**What you will do**
Wherever the word "trimmed" shows up in the data, report the line it sits in.

**Data for analysis**
****************************************

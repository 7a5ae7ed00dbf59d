//! Domain types shared by the resolver, sources and analysis stages.
//!
//! Every value a provider may omit is an `Option`. `None` always means
//! "unavailable" and is never folded into zero.

use std::fmt::{Display, Formatter};

use chrono::NaiveDate;
use serde::{Deserialize, Serialize};

const CODE_LEN: usize = 6;

/// Canonical six-digit listing code.
#[derive(Debug, Clone, PartialEq, Eq, Hash, PartialOrd, Ord, Serialize, Deserialize)]
#[serde(try_from = "String", into = "String")]
pub struct StockCode(String);

/// Rejected code input.
#[derive(Debug, Clone, PartialEq, Eq, thiserror::Error)]
pub enum CodeError {
    #[error("code must not be empty")]
    Empty,
    #[error("code '{0}' must contain only digits")]
    NotNumeric(String),
    #[error("code '{0}' is longer than {max} digits", max = CODE_LEN)]
    TooLong(String),
}

impl StockCode {
    /// Parse and normalize a listing code.
    ///
    /// Accepts an optional `A` prefix and left-pads short numeric input,
    /// so `"5930"`, `"A005930"` and `" 005930 "` all become `"005930"`.
    pub fn parse(input: &str) -> Result<Self, CodeError> {
        let trimmed = input.trim();
        let digits = trimmed
            .strip_prefix('A')
            .or_else(|| trimmed.strip_prefix('a'))
            .unwrap_or(trimmed);

        if digits.is_empty() {
            return Err(CodeError::Empty);
        }
        if !digits.chars().all(|ch| ch.is_ascii_digit()) {
            return Err(CodeError::NotNumeric(trimmed.to_string()));
        }
        if digits.len() > CODE_LEN {
            return Err(CodeError::TooLong(trimmed.to_string()));
        }

        Ok(Self(format!("{digits:0>width$}", width = CODE_LEN)))
    }

    pub fn as_str(&self) -> &str {
        &self.0
    }
}

impl Display for StockCode {
    fn fmt(&self, f: &mut Formatter<'_>) -> std::fmt::Result {
        f.write_str(self.as_str())
    }
}

impl TryFrom<String> for StockCode {
    type Error = CodeError;

    fn try_from(value: String) -> Result<Self, Self::Error> {
        Self::parse(&value)
    }
}

impl From<StockCode> for String {
    fn from(value: StockCode) -> Self {
        value.0
    }
}

/// A resolved security. Immutable once produced by the resolver.
#[derive(Debug, Clone, PartialEq, Eq, Serialize, Deserialize)]
pub struct CompanyIdentity {
    /// The trimmed query that resolved to this security
    pub query: String,
    pub code: StockCode,
    pub name: String,
    pub sector_code: String,
    pub sector_name: String,
}

/// One trading day of price history.
#[derive(Debug, Clone, PartialEq, Serialize, Deserialize)]
pub struct PricePoint {
    pub date: NaiveDate,
    pub price: f64,
    /// Fair-value estimate known on that day, if the provider kept one
    #[serde(default)]
    pub fair_value_est: Option<f64>,
}

impl PricePoint {
    pub fn new(date: NaiveDate, price: f64) -> Self {
        Self {
            date,
            price,
            fair_value_est: None,
        }
    }

    pub fn with_fair_value(mut self, fair_value: f64) -> Self {
        self.fair_value_est = Some(fair_value);
        self
    }
}

/// Statement-derived ratios and per-share figures.
///
/// Percentages (`roe`, `op_margin`, `debt_ratio`, `sales_growth`) are in
/// percent units, e.g. `12.0` for 12%.
#[derive(Debug, Clone, Default, PartialEq, Serialize, Deserialize)]
pub struct FundamentalSnapshot {
    #[serde(default)]
    pub as_of: Option<NaiveDate>,
    #[serde(default)]
    pub roe: Option<f64>,
    #[serde(default)]
    pub op_margin: Option<f64>,
    #[serde(default)]
    pub debt_ratio: Option<f64>,
    #[serde(default)]
    pub sales_growth: Option<f64>,
    #[serde(default, alias = "PER")]
    pub per: Option<f64>,
    #[serde(default, alias = "PBR")]
    pub pbr: Option<f64>,
    #[serde(default, alias = "EPS")]
    pub eps: Option<f64>,
    #[serde(default, alias = "BPS")]
    pub bps: Option<f64>,
}

impl FundamentalSnapshot {
    /// Drop non-finite values so they read as unavailable.
    pub fn sanitized(self) -> Self {
        Self {
            as_of: self.as_of,
            roe: finite(self.roe),
            op_margin: finite(self.op_margin),
            debt_ratio: finite(self.debt_ratio),
            sales_growth: finite(self.sales_growth),
            per: finite(self.per),
            pbr: finite(self.pbr),
            eps: finite(self.eps),
            bps: finite(self.bps),
        }
    }

    /// True when no ratio or per-share value is present.
    pub fn is_empty(&self) -> bool {
        [
            self.roe,
            self.op_margin,
            self.debt_ratio,
            self.sales_growth,
            self.per,
            self.pbr,
            self.eps,
            self.bps,
        ]
        .iter()
        .all(Option::is_none)
    }
}

pub(crate) fn finite(value: Option<f64>) -> Option<f64> {
    value.filter(|v| v.is_finite())
}

/// Outcome of benchmarking the target's PER against its sector.
///
/// When `peer_count_used` is zero no other field is set.
#[derive(Debug, Clone, Default, PartialEq, Serialize, Deserialize)]
pub struct PeerSummary {
    pub sector_name: Option<String>,
    pub sector_avg: Option<f64>,
    pub target_value: Option<f64>,
    /// Target PER divided by the sector average
    pub relative: Option<f64>,
    /// Positive when the target trades below the sector average
    pub discount_pct: Option<f64>,
    pub peer_count_used: usize,
}

impl PeerSummary {
    /// The "no comparison possible" state.
    pub fn unavailable() -> Self {
        Self::default()
    }

    pub fn has_comparison(&self) -> bool {
        self.peer_count_used > 0
    }
}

****************************************

**Answer space**
        let trimmed = input.trim();
        let digits = trimmed
            .or_else(|| trimmed.strip_prefix('a'))
            .unwrap_or(trimmed);
            return Err(CodeError::NotNumeric(trimmed.to_string()));
            return Err(CodeError::TooLong(trimmed.to_string()));
    /// The trimmed query that resolved to this security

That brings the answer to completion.